Collected data entries:
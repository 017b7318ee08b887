//! Wasmtime engine configuration and creation.
//!
//! The [`WasmEngine`] is shared by every instance. Guest code runs
//! synchronously: suspension is emulated by Asyncify unwinding, so the
//! engine's own async (fiber) support stays disabled and host callbacks can
//! call the control exports directly.

use std::sync::Arc;

use tracing::info;
use wasmtime::{Config, Engine, InstanceAllocationStrategy, PoolingAllocationConfig};

use rewind_common::{EngineConfig, RuntimeError};

/// Thread-safe WebAssembly engine wrapper.
///
/// # Configuration
///
/// The engine is configured with:
/// - **Fuel Metering**: Deterministic CPU limiting across all replays
/// - **Epoch Interruption**: Optional time-based interruption per segment
/// - **Pooling Allocator**: Optional pre-allocated instance slots
///
/// # Example
///
/// ```ignore
/// use rewind_common::EngineConfig;
/// use rewind_core::WasmEngine;
///
/// let config = EngineConfig::default();
/// let engine = WasmEngine::new(&config)?;
/// ```
#[derive(Clone)]
pub struct WasmEngine {
    engine: Arc<Engine>,
    config: EngineConfig,
}

impl WasmEngine {
    /// Create a new WebAssembly engine with the given configuration.
    ///
    /// # Errors
    ///
    /// Returns an error if the Wasmtime configuration is invalid or the
    /// pooling allocator cannot be initialized.
    pub fn new(config: &EngineConfig) -> Result<Self, RuntimeError> {
        let mut wasmtime_config = Config::new();

        // Fuel is always compiled in; whether a store is limited is decided
        // per instance by `ExecutionConfig::fuel_metering`.
        wasmtime_config.consume_fuel(true);

        if config.epoch_interruption {
            wasmtime_config.epoch_interruption(true);
        }

        wasmtime_config.cranelift_opt_level(wasmtime::OptLevel::Speed);

        if config.pooling_allocator {
            let pooling_config = Self::create_pooling_config(config);

            wasmtime_config
                .allocation_strategy(InstanceAllocationStrategy::Pooling(pooling_config));

            info!(
                max_instances = config.max_instances,
                instance_memory_mb = config.instance_memory_mb,
                "Pooling allocator enabled"
            );
        }

        let engine = Engine::new(&wasmtime_config).map_err(|e| {
            RuntimeError::invalid_config(format!("Failed to create Wasmtime engine: {e}"))
        })?;

        info!(
            epoch_interruption = config.epoch_interruption,
            "Wasmtime engine initialized"
        );

        Ok(Self {
            engine: Arc::new(engine),
            config: config.clone(),
        })
    }

    /// Create pooling allocation configuration.
    fn create_pooling_config(config: &EngineConfig) -> PoolingAllocationConfig {
        let mut pooling = PoolingAllocationConfig::default();

        pooling.total_core_instances(config.max_instances);
        pooling.total_memories(config.max_instances);
        pooling.total_tables(config.max_instances);

        let max_memory_bytes = (config.instance_memory_mb as usize) * 1024 * 1024;
        pooling.max_memory_size(max_memory_bytes);

        pooling
    }

    /// Get a reference to the inner Wasmtime engine.
    pub fn inner(&self) -> &Engine {
        &self.engine
    }

    /// Get the engine configuration.
    pub fn config(&self) -> &EngineConfig {
        &self.config
    }

    /// Increment the epoch counter.
    ///
    /// Call this periodically (e.g. every 1ms) when epoch interruption is
    /// enabled so that runaway segments are interrupted.
    pub fn increment_epoch(&self) {
        self.engine.increment_epoch();
    }

    /// Check if epoch interruption is enabled.
    pub fn is_epoch_enabled(&self) -> bool {
        self.config.epoch_interruption
    }
}

impl std::fmt::Debug for WasmEngine {
    fn fmt(&self, f: &mut std::fmt::Formatter<'_>) -> std::fmt::Result {
        f.debug_struct("WasmEngine")
            .field("pooling_allocator", &self.config.pooling_allocator)
            .field("epoch_interruption", &self.config.epoch_interruption)
            .finish_non_exhaustive()
    }
}
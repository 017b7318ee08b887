//! Host function registration.
//!
//! Standard host functions are added to an [`ImportMap`] and wrapped per
//! instance by [`AsyncInstance::new`](rewind_core::AsyncInstance::new).

use rewind_common::HostConfig;
use rewind_core::ImportMap;
use tracing::debug;

use crate::logging::LoggingHost;
use crate::timer::TimerHost;

/// Register all enabled standard host functions.
///
/// This registers the following host functions:
/// - `env::log` - Logging function for guest code
/// - `env::sleep_ms` - Suspending sleep
pub fn register_all(imports: &mut ImportMap, config: &HostConfig) {
    if config.logging_enabled {
        register_logging(imports);
    }
    if config.timers_enabled {
        register_timers(imports, config.max_sleep_ms);
    }
}

/// Register `env::log(level: i32, ptr: i32, len: i32)`.
///
/// # Memory Protocol
///
/// The guest passes:
/// - `level`: Log level (0=debug, 1=info, 2=warn, 3=error)
/// - `ptr`: Pointer to the message string in guest memory
/// - `len`: Length of the message in bytes (UTF-8)
pub fn register_logging(imports: &mut ImportMap) {
    imports.insert("env", "log", LoggingHost::host_func());
    debug!("Registered env::log");
}

/// Register `env::sleep_ms(ms: i32) -> i32`.
pub fn register_timers(imports: &mut ImportMap, max_sleep_ms: u64) {
    imports.insert("env", "sleep_ms", TimerHost::host_func(max_sleep_ms));
    debug!(max_sleep_ms, "Registered env::sleep_ms");
}

#[cfg(test)]
mod tests {
    use super::*;

    #[test]
    fn test_register_all() {
        let mut imports = ImportMap::new();
        register_all(&mut imports, &HostConfig::default());

        assert_eq!(imports.len(), 2);
        assert!(imports.get("env", "log").is_some());
        assert!(imports.get("env", "sleep_ms").is_some());
    }

    #[test]
    fn test_register_respects_config() {
        let config = HostConfig {
            timers_enabled: false,
            ..Default::default()
        };
        let mut imports = ImportMap::new();
        register_all(&mut imports, &config);

        assert!(imports.get("env", "log").is_some());
        assert!(imports.get("env", "sleep_ms").is_none());
    }
}
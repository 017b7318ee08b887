//! rewind CLI entry point.
//!
//! Runs an export of an Asyncify-instrumented module with the standard host
//! imports, awaiting every suspension, or inspects a module's imports,
//! exports and control surface.

use std::path::{Path, PathBuf};
use std::time::Duration;

use anyhow::{Context, bail};
use clap::{Parser, Subcommand};
use tracing::info;
use tracing_subscriber::{EnvFilter, layer::SubscriberExt, util::SubscriberInitExt};
use wasmtime::{Val, ValType};

use rewind_common::{ConfigFile, LoggingConfig, RuntimeConfig};
use rewind_core::{AsyncInstance, CompiledModule, ImportMap, WasmEngine};
use rewind_host::linker::register_all;

#[derive(Debug, Parser)]
#[command(name = "rewind", version, about = "Run Asyncify-instrumented WebAssembly with async host imports")]
struct Cli {
    /// TOML configuration file.
    #[arg(short, long, global = true, env = "REWIND_CONFIG")]
    config: Option<PathBuf>,

    #[command(subcommand)]
    command: Command,
}

#[derive(Debug, Subcommand)]
enum Command {
    /// Call an export and print its results.
    Run {
        /// Module to load (`.wasm` or `.wat`).
        module: PathBuf,

        /// Export to call.
        export: String,

        /// Arguments, parsed according to the export's parameter types.
        #[arg(allow_negative_numbers = true)]
        args: Vec<String>,
    },

    /// List imports, exports and missing control exports.
    Inspect {
        /// Module to load (`.wasm` or `.wat`).
        module: PathBuf,
    },
}

#[tokio::main]
async fn main() -> anyhow::Result<()> {
    let cli = Cli::parse();

    let file = match &cli.config {
        Some(path) => ConfigFile::from_file(path)
            .with_context(|| format!("Failed to load config from {}", path.display()))?,
        None => ConfigFile::default(),
    };

    init_tracing(&file.logging);

    match cli.command {
        Command::Run {
            module,
            export,
            args,
        } => run(&file.runtime, &module, &export, &args).await,
        Command::Inspect { module } => inspect(&file.runtime, &module),
    }
}

fn init_tracing(logging: &LoggingConfig) {
    let filter =
        EnvFilter::try_from_default_env().unwrap_or_else(|_| EnvFilter::new(&logging.filter));
    let registry = tracing_subscriber::registry().with(filter);

    // Results go to stdout; logs go to stderr.
    if logging.json {
        registry
            .with(
                tracing_subscriber::fmt::layer()
                    .json()
                    .with_writer(std::io::stderr),
            )
            .init();
    } else {
        registry
            .with(tracing_subscriber::fmt::layer().with_writer(std::io::stderr))
            .init();
    }
}

async fn run(
    config: &RuntimeConfig,
    module: &Path,
    export: &str,
    args: &[String],
) -> anyhow::Result<()> {
    let engine = WasmEngine::new(&config.engine).context("Failed to create engine")?;
    let compiled = CompiledModule::from_file(engine.inner(), module)
        .with_context(|| format!("Failed to load {}", module.display()))?;

    let mut imports = ImportMap::new();
    register_all(&mut imports, &config.host);

    let mut instance = AsyncInstance::new(&engine, &compiled, &imports, config)
        .context("Failed to instantiate module")?;

    let wrapped = instance
        .export(export)
        .with_context(|| format!("Export '{export}' not found"))?;

    let params: Vec<ValType> = wrapped.ty().params().collect();
    if params.len() != args.len() {
        bail!(
            "Export '{export}' takes {} arguments, {} given",
            params.len(),
            args.len()
        );
    }
    let values = args
        .iter()
        .zip(&params)
        .map(|(raw, ty)| parse_arg(raw, ty))
        .collect::<anyhow::Result<Vec<_>>>()?;

    // Epoch deadlines only advance while something increments the epoch.
    let ticker = engine.is_epoch_enabled().then(|| {
        let engine = engine.clone();
        tokio::spawn(async move {
            let mut interval = tokio::time::interval(Duration::from_millis(1));
            loop {
                interval.tick().await;
                engine.increment_epoch();
            }
        })
    });

    let result = instance.call_export(&wrapped, &values).await;
    if let Some(ticker) = ticker {
        ticker.abort();
    }
    let results = result.with_context(|| format!("Call to '{export}' failed"))?;

    for value in &results {
        println!("{}", format_val(value));
    }

    let metrics = instance.metrics();
    info!(
        unwinds = metrics.unwinds,
        rewinds = metrics.rewinds,
        fuel_consumed = metrics.fuel_consumed,
        suspended_ms = metrics.suspended.as_millis(),
        "Run finished"
    );

    Ok(())
}

fn inspect(config: &RuntimeConfig, module: &Path) -> anyhow::Result<()> {
    let engine = WasmEngine::new(&config.engine).context("Failed to create engine")?;
    let compiled = CompiledModule::from_file(engine.inner(), module)
        .with_context(|| format!("Failed to load {}", module.display()))?;

    println!("imports:");
    for (module_name, name, kind) in compiled.imports() {
        println!("  {module_name}::{name} ({kind})");
    }

    println!("exports:");
    for (name, kind) in compiled.exports() {
        let marker = if config.asyncify.is_reserved(&name) {
            " [control]"
        } else {
            ""
        };
        println!("  {name} ({kind}){marker}");
    }

    let missing = compiled.missing_control_exports(&config.asyncify);
    if missing.is_empty() {
        println!("asyncify: instrumented");
    } else {
        println!("asyncify: missing {}", missing.join(", "));
    }

    Ok(())
}

fn parse_arg(raw: &str, ty: &ValType) -> anyhow::Result<Val> {
    let value = match ty {
        ValType::I32 => Val::I32(raw.parse().with_context(|| format!("'{raw}' is not an i32"))?),
        ValType::I64 => Val::I64(raw.parse().with_context(|| format!("'{raw}' is not an i64"))?),
        ValType::F32 => {
            let f: f32 = raw.parse().with_context(|| format!("'{raw}' is not an f32"))?;
            Val::F32(f.to_bits())
        }
        ValType::F64 => {
            let f: f64 = raw.parse().with_context(|| format!("'{raw}' is not an f64"))?;
            Val::F64(f.to_bits())
        }
        _ => bail!("Parameters of type {ty} cannot be passed from the command line"),
    };
    Ok(value)
}

fn format_val(value: &Val) -> String {
    match value {
        Val::I32(v) => v.to_string(),
        Val::I64(v) => v.to_string(),
        Val::F32(bits) => f32::from_bits(*bits).to_string(),
        Val::F64(bits) => f64::from_bits(*bits).to_string(),
        other => format!("{other:?}"),
    }
}

#[cfg(test)]
mod tests {
    use super::*;

    #[test]
    fn test_parse_arg() {
        assert_eq!(parse_arg("-7", &ValType::I32).unwrap().unwrap_i32(), -7);
        assert_eq!(parse_arg("9000000000", &ValType::I64).unwrap().unwrap_i64(), 9_000_000_000);
        assert_eq!(parse_arg("1.5", &ValType::F64).unwrap().unwrap_f64(), 1.5);
        assert!(parse_arg("abc", &ValType::I32).is_err());
        assert!(parse_arg("0", &ValType::EXTERNREF).is_err());
    }

    #[test]
    fn test_format_val() {
        assert_eq!(format_val(&Val::I32(42)), "42");
        assert_eq!(format_val(&Val::F32(2.5f32.to_bits())), "2.5");
    }

    #[test]
    fn test_cli_parses_negative_args() {
        let cli = Cli::try_parse_from(["rewind", "run", "m.wat", "E", "-3"]).unwrap();
        let Command::Run { args, .. } = cli.command else {
            panic!("expected run");
        };
        assert_eq!(args, vec!["-3".to_string()]);
    }
}
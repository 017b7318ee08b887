//! WebAssembly module compilation.
//!
//! This module provides [`CompiledModule`], a wrapper around Wasmtime's
//! [`Module`] that validates input bytes, records a content hash, and reports
//! whether the module carries the Asyncify control surface.

use std::collections::HashMap;
use std::hash::{DefaultHasher, Hash, Hasher};
use std::path::Path;
use std::time::Instant;

use tracing::{info, instrument, warn};
use wasmparser::{ExternalKind, Parser, Payload};
use wasmtime::{Engine, ExternType, Module};

use crate::controller::CONTROL_OPERATIONS;
use rewind_common::{AsyncifyConfig, RuntimeError};

/// A compiled core WebAssembly module.
///
/// `CompiledModule` is cheap to clone and can be instantiated any number of
/// times; every instance gets its own save area and controller.
#[derive(Clone)]
pub struct CompiledModule {
    module: Module,

    /// Hash of the original Wasm bytes (or WAT source).
    content_hash: String,

    /// When this module was compiled.
    compiled_at: Instant,

    /// Function index behind each exported function name. Aliased exports
    /// share an index.
    export_funcs: HashMap<String, u32>,
}

/// Kind of an import or export, for inspection output.
#[derive(Debug, Clone, Copy, PartialEq, Eq)]
pub enum ItemKind {
    Func,
    Global,
    Memory,
    Table,
    Other,
}

impl From<&ExternType> for ItemKind {
    fn from(ty: &ExternType) -> Self {
        match ty {
            ExternType::Func(_) => ItemKind::Func,
            ExternType::Global(_) => ItemKind::Global,
            ExternType::Memory(_) => ItemKind::Memory,
            ExternType::Table(_) => ItemKind::Table,
            #[allow(unreachable_patterns)]
            _ => ItemKind::Other,
        }
    }
}

impl std::fmt::Display for ItemKind {
    fn fmt(&self, f: &mut std::fmt::Formatter<'_>) -> std::fmt::Result {
        match self {
            ItemKind::Func => write!(f, "func"),
            ItemKind::Global => write!(f, "global"),
            ItemKind::Memory => write!(f, "memory"),
            ItemKind::Table => write!(f, "table"),
            ItemKind::Other => write!(f, "other"),
        }
    }
}

impl CompiledModule {
    /// Compile a core module from WebAssembly bytes.
    ///
    /// # Errors
    ///
    /// Returns an error if compilation fails (e.g., invalid Wasm).
    #[instrument(skip(engine, bytes), fields(bytes_len = bytes.len()))]
    pub fn from_bytes(engine: &Engine, bytes: &[u8]) -> Result<Self, RuntimeError> {
        let start = Instant::now();

        Self::validate_wasm_header(bytes)?;
        let compiled = Self::compile(engine, bytes, compute_hash(bytes))?;

        info!(
            content_hash = %compiled.content_hash,
            duration_ms = start.elapsed().as_millis(),
            "Core module compiled"
        );

        Ok(compiled)
    }

    /// Compile a core module from WAT (WebAssembly Text Format).
    ///
    /// # Errors
    ///
    /// Returns an error if parsing or compilation fails.
    #[instrument(skip(engine, wat))]
    pub fn from_wat(engine: &Engine, wat: &str) -> Result<Self, RuntimeError> {
        let start = Instant::now();

        let bytes = wat::parse_str(wat).map_err(|e| {
            RuntimeError::compilation_failed(format!("WAT compilation failed: {e}"))
        })?;
        let compiled = Self::compile(engine, &bytes, compute_hash(wat.as_bytes()))?;

        info!(
            content_hash = %compiled.content_hash,
            duration_ms = start.elapsed().as_millis(),
            "WAT module compiled"
        );

        Ok(compiled)
    }

    fn compile(engine: &Engine, bytes: &[u8], content_hash: String) -> Result<Self, RuntimeError> {
        let module = Module::new(engine, bytes).map_err(|e| {
            RuntimeError::compilation_failed(format!("Core module compilation failed: {e}"))
        })?;
        let export_funcs = export_func_indices(bytes)?;

        Ok(Self {
            module,
            content_hash,
            compiled_at: Instant::now(),
            export_funcs,
        })
    }

    /// Compile a module from a `.wasm` or `.wat` file.
    ///
    /// # Errors
    ///
    /// Returns an error if the file cannot be read or does not compile.
    #[instrument(skip(engine, path), fields(path = %path.as_ref().display()))]
    pub fn from_file(engine: &Engine, path: impl AsRef<Path>) -> Result<Self, RuntimeError> {
        let path = path.as_ref();
        let bytes = std::fs::read(path)?;

        if path.extension().is_some_and(|ext| ext == "wat") {
            let text = String::from_utf8(bytes).map_err(|e| {
                RuntimeError::compilation_failed(format!("WAT file is not UTF-8: {e}"))
            })?;
            return Self::from_wat(engine, &text);
        }

        Self::from_bytes(engine, &bytes)
    }

    /// Names of the Asyncify control exports this module lacks.
    ///
    /// An empty result means the module can be instantiated as an
    /// [`AsyncInstance`](crate::AsyncInstance).
    pub fn missing_control_exports(&self, config: &AsyncifyConfig) -> Vec<String> {
        let missing: Vec<String> = CONTROL_OPERATIONS
            .iter()
            .map(|op| config.control_export(op))
            .filter(|name| {
                !self
                    .module
                    .exports()
                    .any(|export| export.name() == name && matches!(export.ty(), ExternType::Func(_)))
            })
            .collect();

        if !missing.is_empty() {
            warn!(
                content_hash = %self.content_hash,
                missing = ?missing,
                "Module is not Asyncify-instrumented"
            );
        }

        missing
    }

    /// Imports declared by the module as `(module, name, kind)`.
    pub fn imports(&self) -> Vec<(String, String, ItemKind)> {
        self.module
            .imports()
            .map(|import| {
                (
                    import.module().to_string(),
                    import.name().to_string(),
                    ItemKind::from(&import.ty()),
                )
            })
            .collect()
    }

    /// Exports declared by the module as `(name, kind)`.
    pub fn exports(&self) -> Vec<(String, ItemKind)> {
        self.module
            .exports()
            .map(|export| (export.name().to_string(), ItemKind::from(&export.ty())))
            .collect()
    }

    /// Function index of an exported function, shared by every name that
    /// exports it.
    pub fn export_func_index(&self, name: &str) -> Option<u32> {
        self.export_funcs.get(name).copied()
    }

    /// Get the content hash of the original Wasm bytes.
    pub fn content_hash(&self) -> &str {
        &self.content_hash
    }

    /// Get when this module was compiled.
    pub fn compiled_at(&self) -> Instant {
        self.compiled_at
    }

    /// Get the inner Wasmtime module.
    pub fn inner(&self) -> &Module {
        &self.module
    }

    /// Validate WebAssembly header (magic number).
    fn validate_wasm_header(bytes: &[u8]) -> Result<(), RuntimeError> {
        if bytes.len() < 8 {
            return Err(RuntimeError::compilation_failed(
                "Invalid Wasm: file too small",
            ));
        }

        if &bytes[0..4] != b"\0asm" {
            return Err(RuntimeError::compilation_failed(
                "Invalid Wasm: bad magic number",
            ));
        }

        Ok(())
    }
}

impl std::fmt::Debug for CompiledModule {
    fn fmt(&self, f: &mut std::fmt::Formatter<'_>) -> std::fmt::Result {
        f.debug_struct("CompiledModule")
            .field("content_hash", &self.content_hash)
            .finish_non_exhaustive()
    }
}

/// Map each exported function name to its function index.
fn export_func_indices(bytes: &[u8]) -> Result<HashMap<String, u32>, RuntimeError> {
    let mut indices = HashMap::new();
    for payload in Parser::new(0).parse_all(bytes) {
        let payload = payload.map_err(|e| {
            RuntimeError::compilation_failed(format!("Failed to read export section: {e}"))
        })?;
        match payload {
            Payload::ExportSection(section) => {
                for export in section {
                    let export = export.map_err(|e| {
                        RuntimeError::compilation_failed(format!("Malformed export: {e}"))
                    })?;
                    if export.kind == ExternalKind::Func {
                        indices.insert(export.name.to_string(), export.index);
                    }
                }
            }
            Payload::End(_) => break,
            _ => {}
        }
    }
    Ok(indices)
}

/// Compute a hash of the given bytes.
fn compute_hash(bytes: &[u8]) -> String {
    let mut hasher = DefaultHasher::new();
    bytes.hash(&mut hasher);
    format!("{:016x}", hasher.finish())
}

#[cfg(test)]
mod tests {
    use super::*;
    use crate::WasmEngine;
    use rewind_common::EngineConfig;

    // Minimal valid Wasm module (empty module)
    const MINIMAL_WASM: &[u8] = &[
        0x00, 0x61, 0x73, 0x6d, // magic: \0asm
        0x01, 0x00, 0x00, 0x00, // version: 1
    ];

    fn engine() -> WasmEngine {
        WasmEngine::new(&EngineConfig {
            pooling_allocator: false,
            ..Default::default()
        })
        .unwrap()
    }

    #[test]
    fn test_validate_wasm_header() {
        assert!(CompiledModule::validate_wasm_header(MINIMAL_WASM).is_ok());
        assert!(CompiledModule::validate_wasm_header(&[0x00, 0x61]).is_err());

        let bad_magic = &[0x00, 0x00, 0x00, 0x00, 0x01, 0x00, 0x00, 0x00];
        assert!(CompiledModule::validate_wasm_header(bad_magic).is_err());
    }

    #[test]
    fn test_compute_hash() {
        let hash1 = compute_hash(b"hello");
        let hash2 = compute_hash(b"hello");
        let hash3 = compute_hash(b"world");

        assert_eq!(hash1, hash2);
        assert_ne!(hash1, hash3);
        assert_eq!(hash1.len(), 16);
    }

    #[test]
    fn test_empty_module_lacks_control_exports() {
        let engine = engine();
        let module = CompiledModule::from_bytes(engine.inner(), MINIMAL_WASM).unwrap();

        let missing = module.missing_control_exports(&AsyncifyConfig::default());
        assert_eq!(missing.len(), CONTROL_OPERATIONS.len());
        assert!(missing.contains(&"asyncify_get_state".to_string()));
    }

    #[test]
    fn test_partial_control_surface() {
        let engine = engine();
        let module = CompiledModule::from_wat(
            engine.inner(),
            r#"
            (module
                (func (export "asyncify_get_state") (result i32) (i32.const 0))
                (func (export "asyncify_stop_unwind"))
                (global (export "asyncify_stop_rewind") i32 (i32.const 0)))
            "#,
        )
        .unwrap();

        let missing = module.missing_control_exports(&AsyncifyConfig::default());
        assert_eq!(
            missing,
            vec![
                "asyncify_start_unwind".to_string(),
                "asyncify_start_rewind".to_string(),
                "asyncify_stop_rewind".to_string(),
            ]
        );
    }

    #[test]
    fn test_inspection() {
        let engine = engine();
        let module = CompiledModule::from_wat(
            engine.inner(),
            r#"
            (module
                (import "env" "sleep_ms" (func (param i32) (result i32)))
                (memory (export "memory") 1)
                (func (export "main")))
            "#,
        )
        .unwrap();

        assert_eq!(
            module.imports(),
            vec![("env".to_string(), "sleep_ms".to_string(), ItemKind::Func)]
        );
        assert_eq!(
            module.exports(),
            vec![
                ("memory".to_string(), ItemKind::Memory),
                ("main".to_string(), ItemKind::Func),
            ]
        );
    }

    #[test]
    fn test_aliased_exports_share_index() {
        let engine = engine();
        let module = CompiledModule::from_wat(
            engine.inner(),
            r#"
            (module
                (func $f)
                (func $g)
                (memory (export "memory") 1)
                (export "a" (func $f))
                (export "b" (func $f))
                (export "c" (func $g)))
            "#,
        )
        .unwrap();

        assert_eq!(module.export_func_index("a"), Some(0));
        assert_eq!(module.export_func_index("b"), Some(0));
        assert_eq!(module.export_func_index("c"), Some(1));
        assert_eq!(module.export_func_index("memory"), None);
    }

    #[test]
    fn test_invalid_wat() {
        let engine = engine();
        let result = CompiledModule::from_wat(engine.inner(), "(module (func");
        assert!(matches!(
            result,
            Err(RuntimeError::CompilationFailed { .. })
        ));
    }
}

What the task requires:
The expected output is the exact run of lines from the start of the entries through the line with "use std::sync::Arc;", inclusive.

Reply:
repository 017b7318ee08b887
//! Wasmtime engine configuration and creation.
//!
//! The [`WasmEngine`] is shared by every instance. Guest code runs
//! synchronously: suspension is emulated by Asyncify unwinding, so the
//! engine's own async (fiber) support stays disabled and host callbacks can
//! call the control exports directly.

use std::sync::Arc;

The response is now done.